*Your task*. Wherever a line in the records contains the word "snapshot", return that line.

** Material provided follows **

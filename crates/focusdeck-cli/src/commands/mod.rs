pub mod config;
pub mod run;
pub mod sessions;
pub mod stats;
pub mod timer;

use std::sync::Arc;

use focusdeck_core::persistence::WriterReport;
use focusdeck_core::timer::{Collaborators, LogCuePlayer, Notifier};
use focusdeck_core::{
    Config, Database, PersistenceWriter, SqliteGateway, TimerEngine, TimerSettings, TimerState,
};
use serde::{Deserialize, Serialize};

const TIMER_KEY: &str = "timer_state";

/// Timer record kept in the kv table between invocations.
#[derive(Debug, Serialize, Deserialize)]
struct SavedTimer {
    state: TimerState,
    settings: TimerSettings,
}

/// Prints notifications to stderr, keeping stdout for JSON.
#[derive(Debug, Clone, Copy)]
pub struct TerminalNotifier {
    pub enabled: bool,
}

impl Notifier for TerminalNotifier {
    fn notify(&self, title: &str, description: &str) {
        if self.enabled {
            eprintln!("{title} {description}");
        } else {
            tracing::debug!(title, description, "notification suppressed");
        }
    }
}

/// An engine restored from the kv table, wired to persist completed sessions.
pub struct Session {
    pub engine: TimerEngine,
    pub gateway: Arc<SqliteGateway>,
    pub writer: PersistenceWriter,
}

impl Session {
    /// Restore the saved timer and bring it in line with `config.timer`.
    pub fn open(config: &Config) -> Result<Self, Box<dyn std::error::Error>> {
        let gateway = Arc::new(SqliteGateway::new(Database::open()?));
        let saved = gateway.with_db(load_saved)?;
        let notifier = Arc::new(TerminalNotifier {
            enabled: config.notifications.enabled,
        });
        let (dispatcher, writer) = PersistenceWriter::channel(
            Some(config.persistence.user_id.clone()),
            gateway.clone(),
            notifier.clone(),
        );

        let (state, settings) = match saved {
            Some(saved) => (saved.state, saved.settings),
            None => (TimerState::new(&config.timer), config.timer),
        };
        let mut engine = TimerEngine::restore(state, settings).with_collaborators(Collaborators {
            dispatcher: Arc::new(dispatcher),
            cue: Arc::new(LogCuePlayer {
                audible: config.notifications.sound,
            }),
            notifier,
        });
        engine.sync_settings(config.timer)?;

        Ok(Self {
            engine,
            gateway,
            writer,
        })
    }

    /// Persist the engine state, then wait for queued sessions to be written.
    pub async fn close(self) -> Result<WriterReport, Box<dyn std::error::Error>> {
        let Self {
            engine,
            gateway,
            writer,
        } = self;
        save_engine(&gateway, &engine)?;
        // Dropping the engine closes the dispatch channel so the writer drains and exits.
        drop(engine);
        Ok(writer.run().await)
    }
}

fn load_saved(db: &Database) -> Result<Option<SavedTimer>, Box<dyn std::error::Error>> {
    let Some(json) = db.kv_get(TIMER_KEY)? else {
        return Ok(None);
    };
    match serde_json::from_str(&json) {
        Ok(saved) => Ok(Some(saved)),
        Err(e) => {
            tracing::warn!(error = %e, "discarding unreadable timer state");
            Ok(None)
        }
    }
}

pub fn save_engine(
    gateway: &SqliteGateway,
    engine: &TimerEngine,
) -> Result<(), Box<dyn std::error::Error>> {
    let json = serde_json::to_string(&SavedTimer {
        state: engine.state().clone(),
        settings: *engine.settings(),
    })?;
    gateway.with_db(|db| db.kv_set(TIMER_KEY, &json))?;
    Ok(())
}

pub fn current_thread_runtime() -> std::io::Result<tokio::runtime::Runtime> {
    tokio::runtime::Builder::new_current_thread()
        .enable_all()
        .build()
}
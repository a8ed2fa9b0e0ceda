use clap::Subcommand;
use focusdeck_core::{Config, Mode, Visibility};

use super::{current_thread_runtime, Session};

#[derive(Subcommand)]
pub enum TimerAction {
    /// Start or resume the countdown
    Start,
    /// Pause the countdown
    Pause,
    /// Reset the current mode to its full duration
    Reset,
    /// Switch mode (work, break, long_break)
    Mode {
        mode: Mode,
    },
    /// Print current timer state as JSON
    Status,
    /// Record that the terminal went away; the gap is settled by `show`
    Hide,
    /// Settle time spent hidden
    Show,
}

pub fn run(action: TimerAction) -> Result<(), Box<dyn std::error::Error>> {
    let config = Config::load()?;
    let runtime = current_thread_runtime()?;
    let mut session = Session::open(&config)?;
    let engine = &mut session.engine;

    let mut events = Vec::new();
    // Each invocation counts as a tick. `show` settles the gap itself.
    if !matches!(action, TimerAction::Show) {
        events.extend(engine.tick());
    }

    let event = match action {
        TimerAction::Start => engine.start(),
        TimerAction::Pause => engine.pause(),
        TimerAction::Reset => engine.reset(),
        TimerAction::Mode { mode } => engine.change_mode(mode),
        TimerAction::Status => None,
        TimerAction::Hide => engine.set_visibility(Visibility::Hidden),
        TimerAction::Show => engine.set_visibility(Visibility::Visible),
    };
    events.extend(event);
    let snapshot = engine.snapshot();

    let report = runtime.block_on(session.close())?;
    if report.failed > 0 {
        tracing::warn!(failed = report.failed, "some sessions were not saved");
    }

    let output = serde_json::json!({
        "events": events,
        "timer": snapshot,
    });
    println!("{}", serde_json::to_string_pretty(&output)?);
    Ok(())
}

** End of Material provided **

*Solution to the exercise*.
    let snapshot = engine.snapshot();
        "timer": snapshot,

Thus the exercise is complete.